3. Third degree or full–thickness burns involve all layers of the epidermis and dermis and may destroy subcutaneous structures. They appear white or charred. These burns are insensate because of destruction of nerve endings. Third–degree burns are best treated with skin grafting to limit scarring.
4. Fourth–degree burns involve structures beneath the subcutaneous fat, including muscle and bone .
The intake and output should be calculated and all the medications given to the patient should be mentioned.
1. Laboratory Investigations: Routine blood investigations have to be done. Arterial blood gas analysis and carboxyhaemoglobin are required in cases of inhalation burns. Cardiac enzymes level and myoglobin in urine are required in cases of electrical injuries.
2. Other investigations: X–ray chest is required in inhalation burns. X–rays may also be required in appraisal of associated injuries. ECG is required in cases of electrical burns.
1. Remove jewelry, watch, etc.
2. Assess the status of the distal circulation, checking for cyanosis, impaired capillary filling, or progressive neurological signs as paraesthesia and deep tissue pain. All extremities, especially with deep circumferential burns, should be examined for pulses. If pulses are absent, and fluid resuscitation is adequate, the involved limb should undergo urgent escharotomy for release of the constrictive, unyielding eschar. Escharotomies are generally performed at the bedside under IV sedation using electrocautery. Midaxial incisions are completed through the bleeding tissue, extending the full length of the eschar to assure adequate release. Limbs should be elevated above heart level.
3. Occasionally, escharotomy alone will fail to relieve intracompartmental pressures and a formal fasciotomy is indicated. This may be required in patients with associated skeletal trauma, crush injury, or burns involving tissues beneath the investing fascia .
A nasogastric (NG) tube should be placed in all intubated patients and in most of the patients with major burns . Enteral nutrition should be started as early as possible to provide nutrition to, and avoid breakdown of, the enterocytes lining the GIT mucosa. In case of abdominal distension, aspiration can be done through the tube.
Narcotics, analgesics and sedatives should be administered mostly by the intravenous route either in small frequent doses or preferably as a continuous intravenous infusion. Patient controlled analgesia (PCA) is an effective aid in this regard.

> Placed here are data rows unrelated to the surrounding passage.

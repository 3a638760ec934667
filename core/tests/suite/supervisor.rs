use pretty_assertions::assert_eq;
use rfsh_core::BridgeEvent;
use rfsh_core::BridgeMode;
use rfsh_core::SessionId;
use rfsh_core::TerminationReason;
use rfsh_core::exec::CommandStatus;
use rfsh_test_support::start_server;
use rfsh_test_support::test_config;

#[tokio::test(flavor = "multi_thread", worker_threads = 2)]
async fn lifecycle_events_describe_each_session() {
    let mut server = start_server(test_config(BridgeMode::CommandResponse)).await;

    let listening = server
        .wait_for_event(|event| matches!(event, BridgeEvent::Listening { .. }))
        .await;
    assert_eq!(
        listening,
        BridgeEvent::Listening {
            description: format!("tcp {}", server.addr)
        }
    );

    let mut client = server.connect().await;
    client.read_until("> ").await;
    client.send_line("exit 4").await;
    client.read_until("> ").await;
    client.send_line("quit").await;
    client.read_to_end().await;

    match server
        .wait_for_event(|event| matches!(event, BridgeEvent::Connected { .. }))
        .await
    {
        BridgeEvent::Connected {
            session_id, mode, ..
        } => {
            assert_eq!(session_id, SessionId(1));
            assert_eq!(mode, BridgeMode::CommandResponse);
        }
        other => panic!("unexpected event {other:?}"),
    }
    match server
        .wait_for_event(|event| matches!(event, BridgeEvent::CommandCompleted { .. }))
        .await
    {
        BridgeEvent::CommandCompleted {
            command,
            status,
            exit_code,
            ..
        } => {
            assert_eq!(command, "exit 4");
            assert_eq!(status, CommandStatus::Success);
            assert_eq!(exit_code, Some(4));
        }
        other => panic!("unexpected event {other:?}"),
    }
    match server
        .wait_for_event(|event| matches!(event, BridgeEvent::Disconnected { .. }))
        .await
    {
        BridgeEvent::Disconnected { reason, .. } => {
            assert_eq!(reason, TerminationReason::ClientExit);
        }
        other => panic!("unexpected event {other:?}"),
    }
    server.stop().await;
}

#[tokio::test(flavor = "multi_thread", worker_threads = 2)]
async fn shutdown_ends_an_active_session() {
    let mut server = start_server(test_config(BridgeMode::CommandResponse)).await;
    let mut client = server.connect().await;
    client.read_until("> ").await;
    server
        .wait_for_event(|event| matches!(event, BridgeEvent::Connected { .. }))
        .await;

    let mut events = server.stop().await;
    assert_eq!(client.read_to_end().await, "");

    let mut remaining = Vec::new();
    while let Ok(event) = events.try_recv() {
        remaining.push(event);
    }
    assert!(
        remaining.iter().any(|event| matches!(
            event,
            BridgeEvent::Disconnected {
                reason: TerminationReason::OperatorRequested,
                ..
            }
        )),
        "{remaining:?}"
    );
    assert_eq!(remaining.last(), Some(&BridgeEvent::ShutdownRequested));
}
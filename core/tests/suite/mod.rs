// Aggregates all former standalone integration tests as modules.
mod command_response;
mod pass_through;
mod supervisor;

Silver containing dressing materials are the most commonly used types of dressings nowadays. Early involvement of the physiotherapist in the burn management is important .
Prophylactic antibiotics are not indicated in small burns. Major Burns require the administration of antibiotics based on the culture sensitivity tests.

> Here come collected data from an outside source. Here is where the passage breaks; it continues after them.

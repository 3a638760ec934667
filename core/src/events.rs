//! Structured lifecycle events emitted by the supervisor and sessions.

use std::time::Duration;

use tokio::sync::mpsc;
use tracing::error;
use tracing::info;
use tracing::warn;

use crate::bridge::TerminationReason;
use crate::config::BridgeMode;
use crate::error::AcceptErrorKind;
use crate::exec::CommandStatus;
use crate::session::SessionId;

#[derive(Debug, Clone, PartialEq)]
pub enum BridgeEvent {
    Listening {
        description: String,
    },
    Connected {
        session_id: SessionId,
        peer: String,
        mode: BridgeMode,
    },
    CommandCompleted {
        session_id: SessionId,
        command: String,
        status: CommandStatus,
        exit_code: Option<i32>,
        duration: Duration,
    },
    Disconnected {
        session_id: SessionId,
        peer: String,
        reason: TerminationReason,
        duration: Duration,
    },
    AcceptFailed {
        kind: AcceptErrorKind,
        error: String,
        retry_in: Duration,
    },
    ShutdownRequested,
}

/// Receives every [`BridgeEvent`]. Implementations must not block.
pub trait EventSink: Send + Sync + 'static {
    fn emit(&self, event: BridgeEvent);
}

/// Logs events through `tracing`.
#[derive(Debug, Clone, Copy, Default)]
pub struct TracingEventSink;

impl EventSink for TracingEventSink {
    fn emit(&self, event: BridgeEvent) {
        match event {
            BridgeEvent::Listening { description } => {
                info!(listener = %description, "waiting for connections");
            }
            BridgeEvent::Connected {
                session_id,
                peer,
                mode,
            } => {
                info!(%session_id, %peer, %mode, "client connected");
            }
            BridgeEvent::CommandCompleted {
                session_id,
                command,
                status,
                exit_code,
                duration,
            } => match status {
                CommandStatus::Success => info!(
                    %session_id,
                    %command,
                    status = status.label(),
                    ?exit_code,
                    ?duration,
                    "command completed"
                ),
                CommandStatus::Timeout | CommandStatus::ExecutionError => warn!(
                    %session_id,
                    %command,
                    status = status.label(),
                    ?duration,
                    "command failed"
                ),
            },
            BridgeEvent::Disconnected {
                session_id,
                peer,
                reason,
                duration,
            } => match &reason {
                TerminationReason::LocalError(_) => {
                    error!(%session_id, %peer, %reason, ?duration, "session ended with error");
                }
                _ => info!(%session_id, %peer, %reason, ?duration, "client disconnected"),
            },
            BridgeEvent::AcceptFailed {
                kind,
                error,
                retry_in,
            } => {
                error!(?kind, %error, ?retry_in, "accept failed");
            }
            BridgeEvent::ShutdownRequested => info!("shutdown requested"),
        }
    }
}

/// Forwards events to an unbounded channel. Events emitted after the
/// receiver is dropped are discarded.
#[derive(Debug, Clone)]
pub struct ChannelEventSink {
    tx: mpsc::UnboundedSender<BridgeEvent>,
}

impl ChannelEventSink {
    pub fn new() -> (Self, mpsc::UnboundedReceiver<BridgeEvent>) {
        let (tx, rx) = mpsc::unbounded_channel();
        (Self { tx }, rx)
    }
}

impl EventSink for ChannelEventSink {
    fn emit(&self, event: BridgeEvent) {
        let _ = self.tx.send(event);
    }
}
use std::time::Duration;

use tokio::io::AsyncRead;
use tokio::io::AsyncWrite;
use tokio::io::AsyncWriteExt;
use tracing::debug;
use tracing::trace;

use super::DuplexBridge;
use super::TerminationReason;
use super::line_reader::LineReader;
use super::line_reader::ReadLine;
use crate::config::EmptyLinePolicy;
use crate::events::BridgeEvent;
use crate::exec::CommandExecutor;

const LINE_TOO_LONG: &str = "Error: line too long\n";

/// Request/response loop: one line in, the command's output and a prompt
/// out. Requests are answered strictly in order.
pub(super) async fn run<S>(
    bridge: &DuplexBridge<'_>,
    transport: &mut S,
    executor: &CommandExecutor,
    timeout: Duration,
) -> TerminationReason
where
    S: AsyncRead + AsyncWrite + Unpin + Send + ?Sized,
{
    let config = bridge.config;
    let mut lines = LineReader::new();

    loop {
        let read = tokio::select! {
            biased;
            _ = bridge.shutdown.cancelled() => return TerminationReason::OperatorRequested,
            read = next_line(&mut lines, transport, config.idle_timeout()) => read,
        };
        let line = match read {
            ReadOutcome::Line(line) => line,
            ReadOutcome::TooLong => {
                debug!(session_id = %bridge.session_id, "discarded overlong line");
                let response = format!("{LINE_TOO_LONG}{}", config.prompt);
                if send(transport, response.as_bytes()).await.is_err() {
                    return TerminationReason::PeerClosed;
                }
                continue;
            }
            ReadOutcome::Closed => return TerminationReason::PeerClosed,
            ReadOutcome::Idle => {
                debug!(session_id = %bridge.session_id, "no input before idle timeout");
                return TerminationReason::Timeout;
            }
        };

        let command = line.trim();
        if command.is_empty() {
            match config.empty_line {
                EmptyLinePolicy::Close => return TerminationReason::PeerClosed,
                EmptyLinePolicy::Prompt => {
                    if send(transport, config.prompt.as_bytes()).await.is_err() {
                        return TerminationReason::PeerClosed;
                    }
                    continue;
                }
            }
        }

        if config.is_exit_word(command) {
            let _ = send(transport, config.farewell.as_bytes()).await;
            return TerminationReason::ClientExit;
        }

        debug!(session_id = %bridge.session_id, %command, "executing command");
        let outcome = tokio::select! {
            biased;
            _ = bridge.shutdown.cancelled() => return TerminationReason::OperatorRequested,
            outcome = executor.execute(command, timeout) => outcome,
        };
        bridge.events.emit(BridgeEvent::CommandCompleted {
            session_id: bridge.session_id,
            command: command.to_string(),
            status: outcome.status,
            exit_code: outcome.exit_code,
            duration: outcome.duration,
        });

        let mut response = outcome.output;
        if !response.ends_with(b"\n") {
            response.push(b'\n');
        }
        response.extend_from_slice(config.prompt.as_bytes());
        if let Err(err) = send(transport, &response).await {
            trace!(error = %err, "writing response failed");
            return TerminationReason::PeerClosed;
        }
    }
}

enum ReadOutcome {
    Line(String),
    TooLong,
    Closed,
    Idle,
}

async fn next_line<R>(
    lines: &mut LineReader,
    transport: &mut R,
    idle_timeout: Option<Duration>,
) -> ReadOutcome
where
    R: AsyncRead + Unpin + ?Sized,
{
    let read = match idle_timeout {
        Some(limit) => match tokio::time::timeout(limit, lines.next_line(transport)).await {
            Ok(read) => read,
            Err(_) => return ReadOutcome::Idle,
        },
        None => lines.next_line(transport).await,
    };
    match read {
        Ok(Some(ReadLine::Line(line))) => ReadOutcome::Line(line),
        Ok(Some(ReadLine::TooLong)) => ReadOutcome::TooLong,
        Ok(None) => ReadOutcome::Closed,
        Err(err) => {
            // A reset is just another way for the peer to leave.
            trace!(error = %err, "reading from transport failed");
            ReadOutcome::Closed
        }
    }
}

async fn send<W>(transport: &mut W, bytes: &[u8]) -> std::io::Result<()>
where
    W: AsyncWrite + Unpin + ?Sized,
{
    transport.write_all(bytes).await?;
    transport.flush().await
}
//! Moves data between a connected peer and the local endpoint until one of
//! them goes away.
//!
//! Read and write failures on the transport are not errors at this level:
//! they end the session and are reported as a [`TerminationReason`].

use std::fmt;
use std::time::Duration;

use tokio::io::AsyncRead;
use tokio::io::AsyncWrite;
use tokio_util::sync::CancellationToken;

use crate::config::SessionConfig;
use crate::events::EventSink;
use crate::exec::CommandExecutor;
use crate::pty::PtySession;
use crate::session::SessionId;

mod command;
mod line_reader;
mod pass_through;

/// Why a session ended.
#[derive(Debug, Clone, PartialEq, Eq)]
pub enum TerminationReason {
    /// The peer closed the connection, sent an empty line, or the transport
    /// failed.
    PeerClosed,
    /// The peer sent one of the configured exit words.
    ClientExit,
    /// The interactive shell ended on its own.
    ShellExited,
    LocalError(String),
    /// No input arrived within the idle timeout.
    Timeout,
    OperatorRequested,
}

impl fmt::Display for TerminationReason {
    fn fmt(&self, f: &mut fmt::Formatter<'_>) -> fmt::Result {
        match self {
            Self::PeerClosed => write!(f, "peer closed"),
            Self::ClientExit => write!(f, "client exit"),
            Self::ShellExited => write!(f, "shell exited"),
            Self::LocalError(msg) => write!(f, "local error: {msg}"),
            Self::Timeout => write!(f, "idle timeout"),
            Self::OperatorRequested => write!(f, "operator requested"),
        }
    }
}

/// The local half of a session.
pub enum LocalEndpoint<'a> {
    /// Every line is executed and answered.
    Commands {
        executor: &'a CommandExecutor,
        timeout: Duration,
    },
    /// Raw bytes flow to and from an interactive shell.
    Terminal(&'a mut PtySession),
}

impl fmt::Debug for LocalEndpoint<'_> {
    fn fmt(&self, f: &mut fmt::Formatter<'_>) -> fmt::Result {
        match self {
            Self::Commands { timeout, .. } => f
                .debug_struct("Commands")
                .field("timeout", timeout)
                .finish_non_exhaustive(),
            Self::Terminal(pty) => f.debug_tuple("Terminal").field(pty).finish(),
        }
    }
}

pub struct DuplexBridge<'a> {
    pub session_id: SessionId,
    pub config: &'a SessionConfig,
    pub events: &'a dyn EventSink,
    pub shutdown: &'a CancellationToken,
}

impl DuplexBridge<'_> {
    /// Runs until the peer, the local endpoint, or the operator ends the
    /// session. The transport is left open; releasing it is the caller's
    /// job.
    pub async fn run<S>(&self, transport: &mut S, local: LocalEndpoint<'_>) -> TerminationReason
    where
        S: AsyncRead + AsyncWrite + Unpin + Send + ?Sized,
    {
        match local {
            LocalEndpoint::Commands { executor, timeout } => {
                command::run(self, transport, executor, timeout).await
            }
            LocalEndpoint::Terminal(pty) => pass_through::run(self, transport, pty).await,
        }
    }
}
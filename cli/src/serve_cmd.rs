use std::sync::Arc;

use anyhow::Context;
use anyhow::Result;
use rfsh_core::BridgeConfig;
use rfsh_core::TracingEventSink;
use tokio_util::sync::CancellationToken;
use tracing::info;
use tracing::warn;

/// Serves until Ctrl-C or SIGTERM. Fails only if start-up fails.
pub async fn run(config: BridgeConfig) -> Result<()> {
    info!(
        mode = %config.mode,
        transport = %config.transport.kind,
        "starting rfsh {}",
        env!("CARGO_PKG_VERSION")
    );
    let shutdown = CancellationToken::new();
    let signals = tokio::spawn(cancel_on_signal(shutdown.clone()));

    let result = rfsh_core::serve(config, Arc::new(TracingEventSink), shutdown).await;
    signals.abort();
    result.context("bridge failed to start")
}

async fn cancel_on_signal(shutdown: CancellationToken) {
    wait_for_signal().await;
    info!("shutdown signal received");
    shutdown.cancel();
}

#[cfg(unix)]
async fn wait_for_signal() {
    use tokio::signal::unix::SignalKind;
    use tokio::signal::unix::signal;

    let mut terminate = match signal(SignalKind::terminate()) {
        Ok(stream) => stream,
        Err(err) => {
            warn!(error = %err, "cannot listen for SIGTERM");
            wait_for_ctrl_c().await;
            return;
        }
    };
    tokio::select! {
        _ = wait_for_ctrl_c() => {}
        _ = terminate.recv() => {}
    }
}

#[cfg(not(unix))]
async fn wait_for_signal() {
    wait_for_ctrl_c().await;
}

async fn wait_for_ctrl_c() {
    if let Err(err) = tokio::signal::ctrl_c().await {
        warn!(error = %err, "cannot listen for Ctrl-C");
        std::future::pending::<()>().await;
    }
}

Determination of the patient’s tetanus immunization is important.
Burn patients often suffer from psychiatric disorders which may be the cause of burns e.g. suicidal attempt or may be a result of the burn including pain, anxiety, posttraumatic stress disorders, fear of disfiguring and fear of death. Early psychiatric support is of fundamental importance to these patients.
Initial burn resuscitation requires obtaining a brief history about the circumstances of the burn with immediate attention to the airway, breathing and fluid resuscitation of the patient as primary survey steps. Secondary survey measures include physical examination of the patient for other injuries and assessment of the percentage and the depth of the burns. Intake and output should be measured and base line investigations should be obtained. Proper analgesia, wound care, psychiatry and physiotherapy management are fundamental aspects in the treatment of these patients.